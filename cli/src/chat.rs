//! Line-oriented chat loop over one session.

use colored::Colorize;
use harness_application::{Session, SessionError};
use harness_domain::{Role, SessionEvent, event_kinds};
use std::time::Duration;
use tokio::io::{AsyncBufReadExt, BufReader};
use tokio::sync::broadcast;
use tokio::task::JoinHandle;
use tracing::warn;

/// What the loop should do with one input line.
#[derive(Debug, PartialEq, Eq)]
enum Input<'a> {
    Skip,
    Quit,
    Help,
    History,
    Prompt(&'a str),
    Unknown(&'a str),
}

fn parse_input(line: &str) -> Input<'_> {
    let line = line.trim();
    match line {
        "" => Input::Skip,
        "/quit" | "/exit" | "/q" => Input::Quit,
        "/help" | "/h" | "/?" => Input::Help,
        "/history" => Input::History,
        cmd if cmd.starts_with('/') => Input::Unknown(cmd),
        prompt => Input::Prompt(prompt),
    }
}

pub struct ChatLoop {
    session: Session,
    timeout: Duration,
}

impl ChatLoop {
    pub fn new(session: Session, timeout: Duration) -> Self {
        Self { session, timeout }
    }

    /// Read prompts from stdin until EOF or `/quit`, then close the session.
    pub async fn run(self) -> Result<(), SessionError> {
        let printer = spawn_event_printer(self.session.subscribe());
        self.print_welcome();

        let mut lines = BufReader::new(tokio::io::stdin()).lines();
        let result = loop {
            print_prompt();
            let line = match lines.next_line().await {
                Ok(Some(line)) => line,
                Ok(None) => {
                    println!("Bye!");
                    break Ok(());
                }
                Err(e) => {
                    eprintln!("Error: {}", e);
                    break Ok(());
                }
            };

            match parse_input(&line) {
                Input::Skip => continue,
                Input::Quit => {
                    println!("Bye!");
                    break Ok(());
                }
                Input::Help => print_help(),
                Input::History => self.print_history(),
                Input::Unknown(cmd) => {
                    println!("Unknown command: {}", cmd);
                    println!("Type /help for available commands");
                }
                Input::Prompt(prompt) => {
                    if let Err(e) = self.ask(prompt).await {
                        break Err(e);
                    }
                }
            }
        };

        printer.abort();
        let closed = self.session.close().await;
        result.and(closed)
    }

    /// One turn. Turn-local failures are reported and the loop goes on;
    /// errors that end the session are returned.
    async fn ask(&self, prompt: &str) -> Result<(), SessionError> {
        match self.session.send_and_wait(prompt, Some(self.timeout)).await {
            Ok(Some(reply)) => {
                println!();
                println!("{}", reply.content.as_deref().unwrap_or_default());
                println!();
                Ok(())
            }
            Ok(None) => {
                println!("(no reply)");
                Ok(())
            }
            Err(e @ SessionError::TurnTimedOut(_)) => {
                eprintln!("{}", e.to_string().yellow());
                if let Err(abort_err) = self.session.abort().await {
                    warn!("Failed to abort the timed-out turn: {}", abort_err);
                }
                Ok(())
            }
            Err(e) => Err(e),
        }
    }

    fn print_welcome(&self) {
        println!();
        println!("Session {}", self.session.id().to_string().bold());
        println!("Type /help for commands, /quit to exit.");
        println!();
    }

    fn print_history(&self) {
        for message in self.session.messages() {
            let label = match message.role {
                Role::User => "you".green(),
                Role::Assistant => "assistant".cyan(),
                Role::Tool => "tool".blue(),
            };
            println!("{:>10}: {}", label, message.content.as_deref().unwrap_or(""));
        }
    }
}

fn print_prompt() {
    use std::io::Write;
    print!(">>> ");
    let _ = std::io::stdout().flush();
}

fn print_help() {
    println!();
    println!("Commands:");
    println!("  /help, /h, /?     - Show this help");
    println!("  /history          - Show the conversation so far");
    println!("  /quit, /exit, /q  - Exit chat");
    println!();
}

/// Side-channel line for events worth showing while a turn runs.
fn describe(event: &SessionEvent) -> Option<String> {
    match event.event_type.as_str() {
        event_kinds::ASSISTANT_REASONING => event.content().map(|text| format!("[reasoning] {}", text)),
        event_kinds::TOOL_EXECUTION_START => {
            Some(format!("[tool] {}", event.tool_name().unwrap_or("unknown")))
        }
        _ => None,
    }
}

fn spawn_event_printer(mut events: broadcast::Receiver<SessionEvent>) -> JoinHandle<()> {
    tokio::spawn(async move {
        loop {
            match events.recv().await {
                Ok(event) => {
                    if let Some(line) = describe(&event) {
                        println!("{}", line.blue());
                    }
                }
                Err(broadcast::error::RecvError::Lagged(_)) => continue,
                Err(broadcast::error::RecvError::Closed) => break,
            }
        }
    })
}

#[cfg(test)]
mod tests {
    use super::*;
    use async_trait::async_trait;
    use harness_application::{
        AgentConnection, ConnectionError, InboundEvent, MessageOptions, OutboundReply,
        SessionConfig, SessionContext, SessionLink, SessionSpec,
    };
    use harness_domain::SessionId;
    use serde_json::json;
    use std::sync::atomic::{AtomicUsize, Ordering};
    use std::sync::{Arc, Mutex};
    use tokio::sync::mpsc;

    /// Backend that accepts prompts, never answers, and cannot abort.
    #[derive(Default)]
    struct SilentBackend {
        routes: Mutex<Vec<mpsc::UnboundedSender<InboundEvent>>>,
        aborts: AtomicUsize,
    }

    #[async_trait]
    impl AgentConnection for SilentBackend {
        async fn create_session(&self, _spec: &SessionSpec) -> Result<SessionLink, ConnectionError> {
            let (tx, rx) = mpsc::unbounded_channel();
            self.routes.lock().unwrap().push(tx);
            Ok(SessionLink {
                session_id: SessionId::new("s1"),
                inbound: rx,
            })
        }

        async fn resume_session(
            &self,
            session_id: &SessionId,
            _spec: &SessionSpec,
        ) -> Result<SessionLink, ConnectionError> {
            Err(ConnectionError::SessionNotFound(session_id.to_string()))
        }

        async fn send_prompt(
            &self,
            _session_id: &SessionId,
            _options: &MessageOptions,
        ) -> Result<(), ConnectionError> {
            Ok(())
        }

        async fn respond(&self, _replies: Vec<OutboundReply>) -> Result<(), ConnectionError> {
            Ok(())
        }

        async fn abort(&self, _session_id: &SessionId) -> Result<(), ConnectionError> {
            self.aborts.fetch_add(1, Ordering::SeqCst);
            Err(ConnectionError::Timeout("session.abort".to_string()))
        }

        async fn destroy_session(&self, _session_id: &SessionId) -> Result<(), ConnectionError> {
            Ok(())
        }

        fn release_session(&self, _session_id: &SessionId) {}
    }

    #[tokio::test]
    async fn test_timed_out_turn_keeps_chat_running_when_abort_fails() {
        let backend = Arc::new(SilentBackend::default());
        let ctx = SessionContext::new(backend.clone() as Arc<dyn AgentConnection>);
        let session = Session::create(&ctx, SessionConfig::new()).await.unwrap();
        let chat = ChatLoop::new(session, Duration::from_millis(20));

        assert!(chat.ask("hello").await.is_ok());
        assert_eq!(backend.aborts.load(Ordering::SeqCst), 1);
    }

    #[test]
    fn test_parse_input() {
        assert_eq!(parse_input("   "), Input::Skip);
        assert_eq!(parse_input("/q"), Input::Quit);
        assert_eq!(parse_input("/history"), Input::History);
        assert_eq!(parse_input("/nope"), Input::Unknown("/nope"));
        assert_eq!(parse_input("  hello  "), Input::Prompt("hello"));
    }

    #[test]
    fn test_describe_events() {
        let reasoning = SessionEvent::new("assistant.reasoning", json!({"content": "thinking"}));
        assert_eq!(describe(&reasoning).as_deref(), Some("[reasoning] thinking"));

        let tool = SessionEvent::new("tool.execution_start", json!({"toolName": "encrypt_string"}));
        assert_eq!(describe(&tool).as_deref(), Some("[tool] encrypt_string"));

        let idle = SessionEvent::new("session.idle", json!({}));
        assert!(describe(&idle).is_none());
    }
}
##########
> WORK REQUIRED
Give the entries again in full, exactly as they were written above.

> TASK RESPONSE
filename cli/src/chat.rs
//! Line-oriented chat loop over one session.

use colored::Colorize;
use harness_application::{Session, SessionError};
use harness_domain::{Role, SessionEvent, event_kinds};
use std::time::Duration;
use tokio::io::{AsyncBufReadExt, BufReader};
use tokio::sync::broadcast;
use tokio::task::JoinHandle;
use tracing::warn;

/// What the loop should do with one input line.
#[derive(Debug, PartialEq, Eq)]
enum Input<'a> {
    Skip,
    Quit,
    Help,
    History,
    Prompt(&'a str),
    Unknown(&'a str),
}

fn parse_input(line: &str) -> Input<'_> {
    let line = line.trim();
    match line {
        "" => Input::Skip,
        "/quit" | "/exit" | "/q" => Input::Quit,
        "/help" | "/h" | "/?" => Input::Help,
        "/history" => Input::History,
        cmd if cmd.starts_with('/') => Input::Unknown(cmd),
        prompt => Input::Prompt(prompt),
    }
}

pub struct ChatLoop {
    session: Session,
    timeout: Duration,
}

impl ChatLoop {
    pub fn new(session: Session, timeout: Duration) -> Self {
        Self { session, timeout }
    }

    /// Read prompts from stdin until EOF or `/quit`, then close the session.
    pub async fn run(self) -> Result<(), SessionError> {
        let printer = spawn_event_printer(self.session.subscribe());
        self.print_welcome();

        let mut lines = BufReader::new(tokio::io::stdin()).lines();
        let result = loop {
            print_prompt();
            let line = match lines.next_line().await {
                Ok(Some(line)) => line,
                Ok(None) => {
                    println!("Bye!");
                    break Ok(());
                }
                Err(e) => {
                    eprintln!("Error: {}", e);
                    break Ok(());
                }
            };

            match parse_input(&line) {
                Input::Skip => continue,
                Input::Quit => {
                    println!("Bye!");
                    break Ok(());
                }
                Input::Help => print_help(),
                Input::History => self.print_history(),
                Input::Unknown(cmd) => {
                    println!("Unknown command: {}", cmd);
                    println!("Type /help for available commands");
                }
                Input::Prompt(prompt) => {
                    if let Err(e) = self.ask(prompt).await {
                        break Err(e);
                    }
                }
            }
        };

        printer.abort();
        let closed = self.session.close().await;
        result.and(closed)
    }

    /// One turn. Turn-local failures are reported and the loop goes on;
    /// errors that end the session are returned.
    async fn ask(&self, prompt: &str) -> Result<(), SessionError> {
        match self.session.send_and_wait(prompt, Some(self.timeout)).await {
            Ok(Some(reply)) => {
                println!();
                println!("{}", reply.content.as_deref().unwrap_or_default());
                println!();
                Ok(())
            }
            Ok(None) => {
                println!("(no reply)");
                Ok(())
            }
            Err(e @ SessionError::TurnTimedOut(_)) => {
                eprintln!("{}", e.to_string().yellow());
                if let Err(abort_err) = self.session.abort().await {
                    warn!("Failed to abort the timed-out turn: {}", abort_err);
                }
                Ok(())
            }
            Err(e) => Err(e),
        }
    }

    fn print_welcome(&self) {
        println!();
        println!("Session {}", self.session.id().to_string().bold());
        println!("Type /help for commands, /quit to exit.");
        println!();
    }

    fn print_history(&self) {
        for message in self.session.messages() {
            let label = match message.role {
                Role::User => "you".green(),
                Role::Assistant => "assistant".cyan(),
                Role::Tool => "tool".blue(),
            };
            println!("{:>10}: {}", label, message.content.as_deref().unwrap_or(""));
        }
    }
}

fn print_prompt() {
    use std::io::Write;
    print!(">>> ");
    let _ = std::io::stdout().flush();
}

fn print_help() {
    println!();
    println!("Commands:");
    println!("  /help, /h, /?     - Show this help");
    println!("  /history          - Show the conversation so far");
    println!("  /quit, /exit, /q  - Exit chat");
    println!();
}

/// Side-channel line for events worth showing while a turn runs.
fn describe(event: &SessionEvent) -> Option<String> {
    match event.event_type.as_str() {
        event_kinds::ASSISTANT_REASONING => event.content().map(|text| format!("[reasoning] {}", text)),
        event_kinds::TOOL_EXECUTION_START => {
            Some(format!("[tool] {}", event.tool_name().unwrap_or("unknown")))
        }
        _ => None,
    }
}

fn spawn_event_printer(mut events: broadcast::Receiver<SessionEvent>) -> JoinHandle<()> {
    tokio::spawn(async move {
        loop {
            match events.recv().await {
                Ok(event) => {
                    if let Some(line) = describe(&event) {
                        println!("{}", line.blue());
                    }
                }
                Err(broadcast::error::RecvError::Lagged(_)) => continue,
                Err(broadcast::error::RecvError::Closed) => break,
            }
        }
    })
}

#[cfg(test)]
mod tests {
    use super::*;
    use async_trait::async_trait;
    use harness_application::{
        AgentConnection, ConnectionError, InboundEvent, MessageOptions, OutboundReply,
        SessionConfig, SessionContext, SessionLink, SessionSpec,
    };
    use harness_domain::SessionId;
    use serde_json::json;
    use std::sync::atomic::{AtomicUsize, Ordering};
    use std::sync::{Arc, Mutex};
    use tokio::sync::mpsc;

    /// Backend that accepts prompts, never answers, and cannot abort.
    #[derive(Default)]
    struct SilentBackend {
        routes: Mutex<Vec<mpsc::UnboundedSender<InboundEvent>>>,
        aborts: AtomicUsize,
    }

    #[async_trait]
    impl AgentConnection for SilentBackend {
        async fn create_session(&self, _spec: &SessionSpec) -> Result<SessionLink, ConnectionError> {
            let (tx, rx) = mpsc::unbounded_channel();
            self.routes.lock().unwrap().push(tx);
            Ok(SessionLink {
                session_id: SessionId::new("s1"),
                inbound: rx,
            })
        }

        async fn resume_session(
            &self,
            session_id: &SessionId,
            _spec: &SessionSpec,
        ) -> Result<SessionLink, ConnectionError> {
            Err(ConnectionError::SessionNotFound(session_id.to_string()))
        }

        async fn send_prompt(
            &self,
            _session_id: &SessionId,
            _options: &MessageOptions,
        ) -> Result<(), ConnectionError> {
            Ok(())
        }

        async fn respond(&self, _replies: Vec<OutboundReply>) -> Result<(), ConnectionError> {
            Ok(())
        }

        async fn abort(&self, _session_id: &SessionId) -> Result<(), ConnectionError> {
            self.aborts.fetch_add(1, Ordering::SeqCst);
            Err(ConnectionError::Timeout("session.abort".to_string()))
        }

        async fn destroy_session(&self, _session_id: &SessionId) -> Result<(), ConnectionError> {
            Ok(())
        }

        fn release_session(&self, _session_id: &SessionId) {}
    }

    #[tokio::test]
    async fn test_timed_out_turn_keeps_chat_running_when_abort_fails() {
        let backend = Arc::new(SilentBackend::default());
        let ctx = SessionContext::new(backend.clone() as Arc<dyn AgentConnection>);
        let session = Session::create(&ctx, SessionConfig::new()).await.unwrap();
        let chat = ChatLoop::new(session, Duration::from_millis(20));

        assert!(chat.ask("hello").await.is_ok());
        assert_eq!(backend.aborts.load(Ordering::SeqCst), 1);
    }

    #[test]
    fn test_parse_input() {
        assert_eq!(parse_input("   "), Input::Skip);
        assert_eq!(parse_input("/q"), Input::Quit);
        assert_eq!(parse_input("/history"), Input::History);
        assert_eq!(parse_input("/nope"), Input::Unknown("/nope"));
        assert_eq!(parse_input("  hello  "), Input::Prompt("hello"));
    }

    #[test]
    fn test_describe_events() {
        let reasoning = SessionEvent::new("assistant.reasoning", json!({"content": "thinking"}));
        assert_eq!(describe(&reasoning).as_deref(), Some("[reasoning] thinking"));

        let tool = SessionEvent::new("tool.execution_start", json!({"toolName": "encrypt_string"}));
        assert_eq!(describe(&tool).as_deref(), Some("[tool] encrypt_string"));

        let idle = SessionEvent::new("session.idle", json!({}));
        assert!(describe(&idle).is_none());
    }
}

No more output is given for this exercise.